Автор осуждает употребление наркотиков, алкоголя и сигарет.
Глава 22. Ах эта свадьба-свадьба-свадьба…
— Не туго, Евушка?
— Нет, спасибо огромное. Отлично. В самый раз, Наталья Владимировна. — Ева неожиданно для самой себя смущенно опускает голову, столкнувшись один на один со своим празднично-белоснежным отражением в богато отделанном зеленым мрамором зеркале. — Я очень рада, что вы согласились помочь нам.

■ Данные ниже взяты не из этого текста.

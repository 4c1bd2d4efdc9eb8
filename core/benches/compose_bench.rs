use catalog_core::composer::RuleSetComposer;
use catalog_core::config::SearchConfig;
use catalog_core::normalize::normalize_search_string;
use catalog_core::sink::RingSink;
use criterion::{criterion_group, criterion_main, Criterion};
use std::sync::Arc;

fn bench_compose(c: &mut Criterion) {
    let config = SearchConfig::default();
    let registry = config.registry();
    let rules = registry.resolve(&registry.names()).expect("standard rules");
    let composer = RuleSetComposer::new(Arc::new(RingSink::new(64)));
    c.bench_function("normalize_code", |b| b.iter(|| normalize_search_string("  Bosch 0 986 494-010 Café ")));
    c.bench_function("compose_all_rules", |b| {
        b.iter(|| composer.compose("  Bosch 0 986 494-010 ", &rules, &config.boosts))
    });
}

criterion_group!(benches, bench_compose);
criterion_main!(benches);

— Евушка! — Наталья шутливо топает ногой и с теплотой обнимает невестку за хрупкие плечи, с восхищением рассматривая в зеркале полностью готовую к бракосочетанию совсем по-девичьи зардевшуюся Лилевскую. — Я же столько раз просила тебя звать меня просто мамой! Я все еще не старая карга, а весьма симпатичная будущая свекровь, и по совместительству — подружка самой красивой на свете невесты.
Лилевская краснеет еще отчаяннее, но на губах свежо расцветает радостная улыбка.
— Прости, мама. Я никак не привыкну, и к тому же так сильно волнуюсь… ваш, — испепеляюще-веселый взгляд Натальи, — то есть твой сын меня точно не узнает.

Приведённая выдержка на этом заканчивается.